The State of Piracy and DRM In PC Gaming
VideoGamer sat down with Randy Stude, president of the PC Gaming Alliance, to talk about the state of piracy and DRM in today's gaming industry. He suggests that many game studios have themselves to blame for leaks and pre-launch piracy by not integrating their protection measures earlier in the development process. He mentions that some companies, such as Blizzard and Valve, have worked out anti-piracy schemes that generate much less of a backlash than occurred for Spore . Stude also has harsh words for companies who decline to create PC versions of their games, LucasArts in particular, saying, "LucasArts hasn't made a good PC game in a long time. That's my opinion. ... It's ridiculous to say that there's not enough audience for that game ... and that it falls into this enthusiast extreme category when ported over to the PC. That's an uneducated response." Finally, Stude discusses what the PCGA would like to see out of Vista and the next version of Windows.
The democratic nature of FOSS is its main weakness, and in the context of games, makes FOSS nearly impossible to pull off.

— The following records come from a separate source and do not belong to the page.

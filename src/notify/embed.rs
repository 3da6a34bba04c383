//! Discord embed payloads, shared by webhook alerts and command replies.

use serde::Serialize;

pub const COLOR_ONLINE: u32 = 0x2E8B57;
pub const COLOR_OFFLINE: u32 = 0xDC143C;
pub const COLOR_CHANGED: u32 = 0xFFA500;
pub const COLOR_ADDED: u32 = 0xFFA500;
pub const COLOR_REMOVED: u32 = 0xFF5555;
pub const COLOR_INFO: u32 = 0x3498DB;
pub const COLOR_STATUS_ONLINE: u32 = 0x00CC66;
pub const COLOR_STATUS_OFFLINE: u32 = 0xCC0000;

#[derive(Debug, Clone, PartialEq, Eq, Serialize)]
pub struct EmbedField {
    pub name: String,
    pub value: String,
    #[serde(skip_serializing_if = "std::ops::Not::not")]
    pub inline: bool,
}

#[derive(Debug, Clone, PartialEq, Eq, Serialize)]
pub struct Embed {
    pub title: String,
    pub color: u32,
    #[serde(skip_serializing_if = "Option::is_none")]
    pub description: Option<String>,
    #[serde(skip_serializing_if = "Vec::is_empty")]
    pub fields: Vec<EmbedField>,
    /// RFC 3339 timestamp.
    #[serde(skip_serializing_if = "Option::is_none")]
    pub timestamp: Option<String>,
}

impl Embed {
    pub fn new(title: impl Into<String>, color: u32) -> Self {
        Self {
            title: title.into(),
            color,
            description: None,
            fields: Vec::new(),
            timestamp: Some(chrono::Utc::now().to_rfc3339()),
        }
    }

    pub fn description(mut self, text: impl Into<String>) -> Self {
        self.description = Some(text.into());
        self
    }

    pub fn field(mut self, name: impl Into<String>, value: impl Into<String>) -> Self {
        self.fields.push(EmbedField {
            name: name.into(),
            value: value.into(),
            inline: false,
        });
        self
    }

    pub fn inline_field(mut self, name: impl Into<String>, value: impl Into<String>) -> Self {
        self.fields.push(EmbedField {
            name: name.into(),
            value: value.into(),
            inline: true,
        });
        self
    }

    /// Value of the first field called `name`.
    #[cfg(test)]
    pub fn field_value(&self, name: &str) -> Option<&str> {
        self.fields
            .iter()
            .find(|f| f.name == name)
            .map(|f| f.value.as_str())
    }
}
//! Test daemon management.
//!
//! Spawns and manages bmwatch instances for integration testing.

use std::path::{Path, PathBuf};
use std::process::{Child, Command};
use std::time::Duration;
use tokio::time::sleep;

/// A running bmwatch instance.
pub struct TestServer {
    child: Child,
    port: u16,
}

impl TestServer {
    /// Write a config into `data_dir` pointing at `upstream` and spawn the daemon.
    pub async fn spawn(port: u16, data_dir: &Path, upstream: &str) -> anyhow::Result<Self> {
        let config_path = data_dir.join("config.toml");
        let config_content = format!(
            r#"
[api]
token = "test-token"
base_url = "{upstream}"
timeout_secs = 2

[webhooks]
player_alert = "{upstream}/hooks/alert"
logging = "{upstream}/hooks/logging"

[watch]
check_interval_ms = 200
watchlist_path = "{watchlist}"

[http]
address = "127.0.0.1:{port}"
"#,
            upstream = upstream,
            watchlist = data_dir.join("watchlist.json").display(),
            port = port,
        );
        std::fs::write(&config_path, config_content)?;

        let child = Command::new(env!("CARGO_BIN_EXE_bmwatch"))
            .arg(&config_path)
            .env_remove("BATTLEMETRICS_TOKEN")
            .env_remove("CHECK_INTERVAL")
            .env_remove("WEBHOOK_PLAYER_ALERT")
            .env_remove("WEBHOOK_LOGGING")
            .spawn()?;

        let server = Self { child, port };
        server.wait_until_ready().await?;
        Ok(server)
    }

    /// Wait until the HTTP endpoint accepts connections.
    async fn wait_until_ready(&self) -> anyhow::Result<()> {
        for _ in 0..50 {
            if tokio::net::TcpStream::connect(("127.0.0.1", self.port))
                .await
                .is_ok()
            {
                return Ok(());
            }
            sleep(Duration::from_millis(100)).await;
        }
        anyhow::bail!("bmwatch failed to start within 5 seconds")
    }

    pub fn base_url(&self) -> String {
        format!("http://127.0.0.1:{}", self.port)
    }

    pub fn client(&self) -> super::client::CommandClient {
        super::client::CommandClient::new(self.base_url())
    }
}

impl Drop for TestServer {
    fn drop(&mut self) {
        let _ = self.child.kill();
        let _ = self.child.wait();
    }
}

/// Path of the watchlist document inside a test data directory.
pub fn watchlist_path(data_dir: &Path) -> PathBuf {
    data_dir.join("watchlist.json")
}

Unlike most FOSS projects I've seen, which is basically a core developed by a handful of developers, consistently added on and improved by additions and fixes from the community at large. This works great for enterprise software and web apps, where iterative development on top of ever-changing demands demands this sort of development - whatever features are most needed tend to make it into the next release, etc etc.
Games don't work like this. Games do not have evolving feature sets. They have a spec'ed scope, and the development team executes it, end of story. They also require vision and centralized leadership - something FOSS projects find very difficult, since the voluntary nature of the whole thing makes it such that "unsexy" features never get worked on. In a game, unsexy features that don't get coded = game that never ships.
Oh, and games require extensive amounts of art. I would argue that for most games, more artists are needed than coders, by at least a 2:1 margin. I don't see that many capable artists in the FOSS scene, do you?